Unnamed: 0,First Name,Gender,Start Date,Last Login Time,Salary,Bonus %,Senior Management,Team
0,Douglas,Male,8/6/1993,12:42 PM,97308,6.945,True,Marketing
1,Thomas,Male,3/31/1996,6:53 AM,61933,4.17,True,
2,Maria,Female,4/23/1993,11:17 AM,130590,11.858,False,Finance
3,Jerry,Male,3/4/2005,1:00 PM,138705,9.34,True,Finance
4,Larry,Male,1/24/1998,4:47 PM,101004,1.389,True,Client Services


In [43]:
df.loc[0:50 , 'Salary'] = np.nan

In [47]:
salary_mean = df['Salary'].mean()
salary_mean

90430.39726027397

In [48]:
# Here we are applying a lambda function to a variable 'Age' in the dataframe
df['Salary'] = df['Salary'].apply(lambda x : int(np.random.normal(salary_mean, 3)) if np.isnan(x) else x)

* Here 'x' refers to each element of the variable "Age" in the data frame "df_missing"
* if Age of a respondent is null value, then Age = np.random.normal(age_mean, 3) otherwise (age value is not null) then it would be as it is.
* The resulting object 'df_missing['Age']' would also be a series. Whose index would the index of the dataframe 'df_missing'. Hence if we will replace the existing 'Age' variable with transformed Age then that would be very smooth because the index of the the series and the dataframe would be the same. 
* Hence this methiod is primarily used to transform a variable in the dataframe based on custom complex conditions.

In [49]:
df

Unnamed: 0,First Name,Gender,Start Date,Last Login Time,Salary,Bonus %,Senior Management,Team
0,Douglas,Male,8/6/1993,12:42 PM,90426.0,6.945,True,Marketing
1,Thomas,Male,3/31/1996,6:53 AM,90434.0,4.170,True,
2,Maria,Female,4/23/1993,11:17 AM,90433.0,11.858,False,Finance
3,Jerry,Male,3/4/2005,1:00 PM,90434.0,9.340,True,Finance
4,Larry,Male,1/24/1998,4:47 PM,90432.0,1.389,True,Client Services
...,...,...,...,...,...,...,...,...
995,Henry,,11/23/2014,6:09 AM,132483.0,16.655,False,Distribution
996,Phillip,Male,1/31/1984,6:30 AM,42392.0,19.675,False,Finance
997,Russell,Male,5/20/2013,12:39 PM,96914.0,1.421,False,Product
998,Larry,Male,4/20/2013,4:45 PM,60500.0,11.985,False,Business Development


# Try - Except function

* Error in Python can be of two types i.e.
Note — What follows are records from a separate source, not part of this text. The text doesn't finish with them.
use std::fmt::Write as _;

use crate::ast::Position;
use crate::value::Value;

pub mod codec;

// ── Opcodes ──────────────────────────────────────────────────────────
//
// Every instruction is [OP:8 | OPERAND:32]. Ops that take no operand carry 0.

#[repr(u8)]
#[derive(Debug, Clone, Copy, PartialEq, Eq)]
pub enum Op {
    Const = 0,
    Pop = 1,
    LoadLocal = 2,
    StoreLocal = 3,
    Add = 4,
    Sub = 5,
    Mul = 6,
    Div = 7,
    Mod = 8,
    Neg = 9,
    Not = 10,
    Eq = 11,
    Ne = 12,
    Lt = 13,
    Le = 14,
    Gt = 15,
    Ge = 16,
    Jump = 17,
    JumpIfFalse = 18,
    JumpIfFalseKeep = 19,
    JumpIfTrueKeep = 20,
    Call = 21,
    Return = 22,
    Print = 23,
    Halt = 24,
}

/// What an instruction's operand refers to.
#[derive(Debug, Clone, Copy, PartialEq, Eq)]
pub enum OperandKind {
    None,
    Constant,
    Slot,
    Target,
    ArgCount,
}

impl Op {
    pub fn from_byte(b: u8) -> Option<Op> {
        let op = match b {
            0 => Op::Const,
            1 => Op::Pop,
            2 => Op::LoadLocal,
            3 => Op::StoreLocal,
            4 => Op::Add,
            5 => Op::Sub,
            6 => Op::Mul,
            7 => Op::Div,
            8 => Op::Mod,
            9 => Op::Neg,
            10 => Op::Not,
            11 => Op::Eq,
            12 => Op::Ne,
            13 => Op::Lt,
            14 => Op::Le,
            15 => Op::Gt,
            16 => Op::Ge,
            17 => Op::Jump,
            18 => Op::JumpIfFalse,
            19 => Op::JumpIfFalseKeep,
            20 => Op::JumpIfTrueKeep,
            21 => Op::Call,
            22 => Op::Return,
            23 => Op::Print,
            24 => Op::Halt,
            _ => return None,
        };
        Some(op)
    }

    pub fn operand_kind(self) -> OperandKind {
        match self {
            Op::Const => OperandKind::Constant,
            Op::LoadLocal | Op::StoreLocal => OperandKind::Slot,
            Op::Jump | Op::JumpIfFalse | Op::JumpIfFalseKeep | Op::JumpIfTrueKeep => {
                OperandKind::Target
            }
            Op::Call => OperandKind::ArgCount,
            _ => OperandKind::None,
        }
    }

    pub fn mnemonic(self) -> &'static str {
        match self {
            Op::Const => "CONST",
            Op::Pop => "POP",
            Op::LoadLocal => "LOAD",
            Op::StoreLocal => "STORE",
            Op::Add => "ADD",
            Op::Sub => "SUB",
            Op::Mul => "MUL",
            Op::Div => "DIV",
            Op::Mod => "MOD",
            Op::Neg => "NEG",
            Op::Not => "NOT",
            Op::Eq => "EQ",
            Op::Ne => "NE",
            Op::Lt => "LT",
            Op::Le => "LE",
            Op::Gt => "GT",
            Op::Ge => "GE",
            Op::Jump => "JMP",
            Op::JumpIfFalse => "JMPF",
            Op::JumpIfFalseKeep => "JMPF_KEEP",
            Op::JumpIfTrueKeep => "JMPT_KEEP",
            Op::Call => "CALL",
            Op::Return => "RET",
            Op::Print => "PRINT",
            Op::Halt => "HALT",
        }
    }
}

#[derive(Debug, Clone, Copy, PartialEq, Eq)]
pub struct Instruction {
    pub op: Op,
    pub operand: u32,
}

impl Instruction {
    pub const WIDTH: usize = 5;

    pub fn new(op: Op, operand: u32) -> Self {
        Instruction { op, operand }
    }

    pub fn simple(op: Op) -> Self {
        Instruction { op, operand: 0 }
    }
}

// ── Module ───────────────────────────────────────────────────────────

#[derive(Debug, Clone, PartialEq, Eq)]
pub struct FunctionEntry {
    pub name: String,
    pub entry: u32,
    pub arity: u32,
}

/// A compiled program: constant pool, linear code, function table and a
/// per-instruction source position side table.
#[derive(Debug, Clone, PartialEq, Default)]
pub struct Module {
    pub constants: Vec<Value>,
    pub code: Vec<Instruction>,
    pub functions: Vec<FunctionEntry>,
    /// `positions[i]` is the source position that produced `code[i]`.
    pub positions: Vec<Position>,
}

impl Module {
    pub fn position_of(&self, ip: usize) -> Option<Position> {
        self.positions.get(ip).copied()
    }

    /// Human-readable listing of the constant pool, function table and code.
    pub fn disassemble(&self) -> String {
        let mut out = String::new();
        let _ = writeln!(out, "constants ({}):", self.constants.len());
        for (i, c) in self.constants.iter().enumerate() {
            let _ = writeln!(out, "  #{:<4} {:<8} {}", i, c.type_name(), render_constant(c));
        }
        let _ = writeln!(out, "functions ({}):", self.functions.len());
        for f in &self.functions {
            let _ = writeln!(out, "  {}/{} @ {:04}", f.name, f.arity, f.entry);
        }
        let _ = writeln!(out, "code ({}):", self.code.len());
        for (ip, inst) in self.code.iter().enumerate() {
            if let Some(f) = self.functions.iter().find(|f| f.entry as usize == ip) {
                let _ = writeln!(out, "{}:", f.name);
            }
            let line = self.position_of(ip).map(|p| p.line).unwrap_or(0);
            let operand = match inst.op.operand_kind() {
                OperandKind::None => String::new(),
                OperandKind::Constant => match self.constants.get(inst.operand as usize) {
                    Some(c) => format!("#{} ({})", inst.operand, render_constant(c)),
                    None => format!("#{} (?)", inst.operand),
                },
                OperandKind::Slot => format!("${}", inst.operand),
                OperandKind::Target => format!("-> {:04}", inst.operand),
                OperandKind::ArgCount => format!("argc={}", inst.operand),
            };
            let _ = writeln!(
                out,
                "  {:04} {:>4} {:<10} {}",
                ip,
                line,
                inst.op.mnemonic(),
                operand
            );
        }
        // Trailing spaces from operand-less instructions
        out.lines().map(str::trim_end).collect::<Vec<_>>().join("\n") + "\n"
    }
}

fn render_constant(c: &Value) -> String {
    match c {
        Value::Str(s) => format!("{:?}", s),
        other => other.to_string(),
    }
}

#[cfg(test)]
mod tests {
    use super::*;

    #[test]
    fn opcode_bytes_round_trip() {
        for b in 0..=24u8 {
            let op = Op::from_byte(b).expect("defined opcode");
            assert_eq!(op as u8, b);
        }
        assert!(Op::from_byte(25).is_none());
        assert!(Op::from_byte(255).is_none());
    }

    #[test]
    fn operand_kinds() {
        assert_eq!(Op::Const.operand_kind(), OperandKind::Constant);
        assert_eq!(Op::StoreLocal.operand_kind(), OperandKind::Slot);
        assert_eq!(Op::JumpIfTrueKeep.operand_kind(), OperandKind::Target);
        assert_eq!(Op::Call.operand_kind(), OperandKind::ArgCount);
        assert_eq!(Op::Add.operand_kind(), OperandKind::None);
    }

    #[test]
    fn disassemble_lists_everything() {
        let module = Module {
            constants: vec![Value::Int(7), Value::str("hi")],
            code: vec![
                Instruction::new(Op::Const, 0),
                Instruction::simple(Op::Print),
                Instruction::new(Op::Const, 1),
                Instruction::simple(Op::Print),
                Instruction::simple(Op::Halt),
            ],
            functions: vec![],
            positions: vec![Position { line: 1, column: 1, offset: 0 }; 5],
        };
        let text = module.disassemble();
        assert!(text.contains("constants (2):"), "{text}");
        assert!(text.contains("CONST      #0 (7)"), "{text}");
        assert!(text.contains("\"hi\""), "{text}");
        assert!(text.contains("HALT"), "{text}");
        assert!(text.lines().all(|l| l == l.trim_end()));
    }

    #[test]
    fn disassemble_labels_function_entries() {
        let module = Module {
            constants: vec![],
            code: vec![Instruction::new(Op::Jump, 2), Instruction::simple(Op::Return), Instruction::simple(Op::Halt)],
            functions: vec![FunctionEntry { name: "f".into(), entry: 1, arity: 0 }],
            positions: vec![Position::default(); 3],
        };
        let text = module.disassemble();
        assert!(text.contains("f/0 @ 0001"), "{text}");
        assert!(text.contains("\nf:\n"), "{text}");
        assert!(text.contains("-> 0002"), "{text}");
    }
}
Syntax errors and Exceptions
* Try and Except statement is used to handle these errors within our code in Python.
* The try block is used to check some code for errors i.e the code inside the try block will execute when there is no error in the program. Whereas the code inside the except block will execute whenever the program encounters some error in the preceding try block.

In [None]:
# Syntax
try:
    # Some code
except:
    # Execute if error in the try block 

In [54]:
def divide(x,y):
    try:
        result = x/y
        print("Your Answer is : ", result)
    except:
        print("You are dividing by 0")

In [55]:
divide(10,2)

Your Answer is :  5.0


In [56]:
divide(5,0)

You are dividing by 0


# Transformation of a variable based on conditions

### Where Command 

**df.where(cond , other = nan)**
* For every vakue in DataFrame where cond is True, the original value is retained. 
* For every value where cond is False, the original vakue is replaced by the value specified by the other argument.

In [57]:
import pandas as pd
df = pd.DataFrame({'points' : [25, 12, 15, 14, 19, 23, 25, 29] , 'assists' : [5,7,7,9,12,9,9,4] , 'rebounds':[11,8,10,6,6,5,9,12]})
df

Unnamed: 0,points,assists,rebounds
0,25,5,11
1,12,7,8
2,15,7,10
3,14,9,6
4,19,12,6
5,23,9,5
6,25,9,9
7,29,4,12


**Replace values in the entire dataframe**

In [58]:
# Here by default 'other = nan'
df.where(df>7)

Unnamed: 0,points,assists,rebounds
0,25,,11.0
1,12,,8.0
2,15,,10.0
3,14,9.0,
4,19,12.0,
5,23,9.0,
6,25,9.0,9.0
7,29,,12.0


In [59]:
df.where(df>7 , 'low')

Unnamed: 0,points,assists,rebounds
0,25,low,11
1,12,low,8
2,15,low,10
3,14,9,low
4,19,12,low
5,23,9,low
6,25,9,9
7,29,low,12


**replace values in specific column of the DataFrame**

In [60]:
df.where(df['points'] > 15 , 'low')

Unnamed: 0,points,assists,rebounds
0,25,5,11
1,low,low,low
2,low,low,low
3,low,low,low
4,19,12,6
5,23,9,5
6,25,9,9
7,29,4,12


* Here if the given condition is not satisfied then the entire row of the dataset 'df' would be converted into nan. That is why it is so important to use specific column before the where condition.

In [61]:
# This is a series 
df['points'].where(df['points'] > 15 , 'low')

0     25
1    low
2    low
3    low
4     19
5     23
6     25
7     29
Name: points, dtype: object

In [62]:
# The obove series would be assigned to a particular column of the dataframe
df['points'] = df['points'].where(df['points'] > 15 , 'low')
df

Unnamed: 0,points,assists,rebounds
0,25,5,11
1,low,7,8
2,low,7,10
3,low,9,6
4,19,12,6
5,23,9,5
6,25,9,9
7,29,4,12


# References

**Where command**
* https://www.statology.org/pandas-where/#:~:text=The%20where()%20function%20can,values%20in%20a%20pandas%20DataFrame.&text=For%20every%20value%20in%20a,specified%20by%20the%20other%20argument.